//! Calculator error types

use thiserror::Error;

/// Result type alias using [`CalculatorError`]
pub type Result<T> = std::result::Result<T, CalculatorError>;

/// Failures that abort a whole calculation
///
/// Problems inside the estimate sheet (a bad lookup, a division by zero) are
/// not errors at this level; they are reported per cell in the estimate.
#[derive(Debug, Clone, PartialEq, Eq, Error)]
pub enum CalculatorError {
    /// A multi-room estimate was requested for an empty list
    #[error("No rooms supplied")]
    NoRooms,

    /// The calculator options cannot produce a valid estimate sheet
    #[error("Invalid configuration: {0}")]
    InvalidConfig(String),

    /// The estimate sheet itself could not be built
    #[error(transparent)]
    Core(#[from] paintbox_core::Error),
}

impl CalculatorError {
    pub(crate) fn config(message: impl Into<String>) -> Self {
        CalculatorError::InvalidConfig(message.into())
    }
}
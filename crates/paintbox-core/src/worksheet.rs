//! Worksheet type

use ahash::AHashMap;

use crate::cell::{CellAddress, CellValue, RawValue, SheetName};

/// A worksheet (single sheet in a workbook)
///
/// Sparse storage: only non-empty cells have an entry.
#[derive(Debug, Clone)]
pub struct Worksheet {
    /// Sheet name
    name: SheetName,
    /// Cell contents, literal or formula text
    cells: AHashMap<CellAddress, RawValue>,
}

impl Worksheet {
    /// Create a new worksheet with the given name
    pub fn new(name: SheetName) -> Self {
        Self {
            name,
            cells: AHashMap::new(),
        }
    }

    /// Get the sheet name
    pub fn name(&self) -> &SheetName {
        &self.name
    }

    /// Literal value of a cell; formula cells and missing cells read as `None`
    pub fn literal_at(&self, addr: CellAddress) -> Option<&CellValue> {
        match self.cells.get(&addr) {
            Some(RawValue::Value(v)) => Some(v),
            _ => None,
        }
    }

    /// Formula text of a cell, if it holds one
    pub fn formula_at(&self, addr: CellAddress) -> Option<&str> {
        match self.cells.get(&addr) {
            Some(RawValue::Formula(text)) => Some(text),
            _ => None,
        }
    }

    /// Set a cell's content, returning whether it changed
    ///
    /// Setting `Empty` removes the cell.
    pub fn set_cell_at(&mut self, addr: CellAddress, value: RawValue) -> bool {
        if matches!(value, RawValue::Value(CellValue::Empty)) {
            return self.cells.remove(&addr).is_some();
        }
        match self.cells.get(&addr) {
            Some(existing) if *existing == value => false,
            _ => {
                self.cells.insert(addr, value);
                true
            }
        }
    }
}
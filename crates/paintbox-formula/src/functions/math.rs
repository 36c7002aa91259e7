//! Math functions
//!
//! All arithmetic is decimal. Rounding happens in decimal space, so
//! `ROUND(2.675, 2)` is `2.68` and `CEILING(0.3/0.1, 1)` is `3`.

use super::statistical::conditional_numbers;
use super::{as_grid, collect_numbers, grid_dims, int_arg, number_arg};
use crate::error::{FormulaError, FormulaResult};
use crate::evaluator::{parse_numeric_text, power, EvaluationContext, FormulaValue};
use paintbox_core::CellError;
use rust_decimal::prelude::*;
use rust_decimal::MathematicalOps;

fn num_error() -> FormulaError {
    FormulaError::ErrorValue(CellError::Num)
}

fn number(n: Option<Decimal>) -> FormulaResult<FormulaValue> {
    n.map(FormulaValue::Number).ok_or_else(num_error)
}

fn checked_sum(numbers: &[Decimal]) -> FormulaResult<Decimal> {
    numbers
        .iter()
        .try_fold(Decimal::ZERO, |acc, n| acc.checked_add(*n))
        .ok_or_else(num_error)
}

/// Round `n` to `digits` places; negative digits round left of the point
fn round_with(n: Decimal, digits: i64, strategy: RoundingStrategy) -> FormulaResult<Decimal> {
    if digits >= 0 {
        let dp = u32::try_from(digits.min(28)).map_err(|_| num_error())?;
        return Ok(n.round_dp_with_strategy(dp, strategy));
    }
    if digits < -28 {
        return Ok(Decimal::ZERO);
    }
    let factor = Decimal::TEN
        .checked_powi(-digits)
        .ok_or_else(num_error)?;
    let scaled = n.checked_div(factor).ok_or_else(num_error)?;
    scaled
        .round_dp_with_strategy(0, strategy)
        .checked_mul(factor)
        .ok_or_else(num_error)
}

/// `units(n / step) * step` with decimal checked arithmetic
fn snap(n: Decimal, step: Decimal, units: fn(&Decimal) -> Decimal) -> FormulaResult<FormulaValue> {
    let quotient = n.checked_div(step).ok_or_else(num_error)?;
    number(units(&quotient).checked_mul(step))
}
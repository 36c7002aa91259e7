//! Paintbox CLI - painting estimates from room files

use anyhow::{bail, Context, Result};
use clap::{Parser, Subcommand};
use paintbox::prelude::*;
use paintbox_core::{CellKey, RawValue, SheetName};
use paintbox_formula::Engine;
use std::io::{self, Write};
use std::path::{Path, PathBuf};
use tracing_subscriber::prelude::*;

#[derive(Parser)]
#[command(name = "paintbox")]
#[command(author, version, about = "Good/Better/Best painting estimates")]
struct Cli {
    #[command(subcommand)]
    command: Commands,
}

#[derive(Subcommand)]
enum Commands {
    /// Estimate the rooms in a JSON file and print the result as JSON
    Estimate {
        /// JSON array of rooms
        input: PathBuf,

        /// Calculator options (JSON); missing fields keep their defaults
        #[arg(short, long)]
        config: Option<PathBuf>,

        /// Disable the formula result cache
        #[arg(long)]
        no_cache: bool,

        /// Print a single room estimate; the file must hold exactly one room
        #[arg(long)]
        single: bool,

        /// Output file (default: stdout)
        #[arg(short, long)]
        output: Option<PathBuf>,
    },

    /// Evaluate a formula against seeded cells
    Eval {
        /// Formula text, e.g. "=A1*2"
        formula: String,

        /// Seed a cell, e.g. A1=100 or Rates!B2=21 (repeatable)
        #[arg(short, long = "set", value_name = "CELL=VALUE")]
        set: Vec<String>,

        /// Sheet for unqualified addresses
        #[arg(long, default_value = "Sheet1")]
        sheet: String,

        /// Cell that holds the formula
        #[arg(long, default_value = "Z1")]
        cell: String,
    },

    /// Print the default calculator options as JSON
    Defaults,
}

fn main() -> Result<()> {
    // Logs go to stderr so JSON on stdout stays parseable
    tracing_subscriber::registry()
        .with(
            tracing_subscriber::EnvFilter::try_from_default_env()
                .unwrap_or_else(|_| "warn".into()),
        )
        .with(tracing_subscriber::fmt::layer().with_writer(io::stderr))
        .init();

    let cli = Cli::parse();

    match cli.command {
        Commands::Estimate {
            input,
            config,
            no_cache,
            single,
            output,
        } => estimate(&input, config.as_deref(), no_cache, single, output.as_deref()),
        Commands::Eval {
            formula,
            set,
            sheet,
            cell,
        } => eval(&formula, &set, &sheet, &cell),
        Commands::Defaults => {
            let json = serde_json::to_string_pretty(&CalculatorOptions::default())?;
            println!("{}", json);
            Ok(())
        }
    }
}

fn load_options(path: Option<&Path>) -> Result<CalculatorOptions> {
    let Some(path) = path else {
        return Ok(CalculatorOptions::default());
    };
    let text = std::fs::read_to_string(path)
        .with_context(|| format!("Failed to read '{}'", path.display()))?;
    serde_json::from_str(&text).with_context(|| format!("Invalid config '{}'", path.display()))
}

fn estimate(
    input: &Path,
    config: Option<&Path>,
    no_cache: bool,
    single: bool,
    output: Option<&Path>,
) -> Result<()> {
    let mut options = load_options(config)?;
    if no_cache {
        options.enable_cache = false;
    }
    let calculator = PaintingCalculator::new(options).context("Invalid calculator options")?;

    let text = std::fs::read_to_string(input)
        .with_context(|| format!("Failed to read '{}'", input.display()))?;
    let rooms: Vec<RoomInput> = serde_json::from_str(&text)
        .with_context(|| format!("Invalid room file '{}'", input.display()))?;
    tracing::debug!(rooms = rooms.len(), single, "room file loaded");

    let (json, failures) = if single {
        let [room] = rooms.as_slice() else {
            bail!("--single needs exactly one room, found {}", rooms.len());
        };
        let estimate = calculator.calculate_complete_room_estimate(room)?;
        (serde_json::to_string_pretty(&estimate)?, estimate.failures.len())
    } else {
        let estimate = calculator.calculate_multi_room_estimate(&rooms)?;
        (serde_json::to_string_pretty(&estimate)?, estimate.failures.len())
    };

    if failures > 0 {
        eprintln!("Warning: {} cells failed to evaluate", failures);
    }

    match output {
        Some(path) => {
            std::fs::write(path, format!("{}\n", json))
                .with_context(|| format!("Failed to write '{}'", path.display()))?;
            eprintln!("Wrote estimate for {} rooms to '{}'", rooms.len(), path.display());
        }
        None => {
            let mut stdout = io::stdout().lock();
            writeln!(stdout, "{}", json).context("Failed to write to stdout")?;
        }
    }
    Ok(())
}

/// `A1` on the default sheet, or a sheet-qualified `Rates!B2`
fn parse_cell(text: &str, sheet: &SheetName) -> Result<CellKey> {
    CellKey::parse_in(text, sheet).with_context(|| format!("Invalid cell '{}'", text))
}

fn eval(formula: &str, assignments: &[String], sheet: &str, cell: &str) -> Result<()> {
    let sheet = SheetName::new(sheet).context("Invalid sheet name")?;

    let mut cells = Vec::with_capacity(assignments.len());
    for assignment in assignments {
        let Some((target, value)) = assignment.split_once('=') else {
            bail!("Expected CELL=VALUE, got '{}'", assignment);
        };
        cells.push((parse_cell(target.trim(), &sheet)?, RawValue::from_input(value)));
    }

    let mut engine = Engine::new();
    engine.set_worksheet_data(cells);

    let target = parse_cell(cell, &sheet)?;
    let value = engine.evaluate(&target, Some(formula));
    println!("{}", value);
    if let Some(diagnostic) = engine.diagnostic(&target) {
        eprintln!("{}: {}", target, diagnostic);
    }
    Ok(())
}
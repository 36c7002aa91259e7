//! Prelude module - common imports for paintbox users
//!
//! ```rust
//! use paintbox::prelude::*;
//! ```

pub use crate::{
    // Calculator
    CalculatorError,
    CalculatorOptions,
    // Estimates
    CellFailure,
    MultiRoomEstimate,
    PaintType,
    PaintingCalculator,
    RateTable,
    RoomEstimate,
    // Inputs
    RoomInput,
    SurfaceCondition,
    TierPricing,
};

---------------

▶ **Work item**
Scan the records for lines with the word "functions". Report how many, with no other words.

▶ **Solution**
2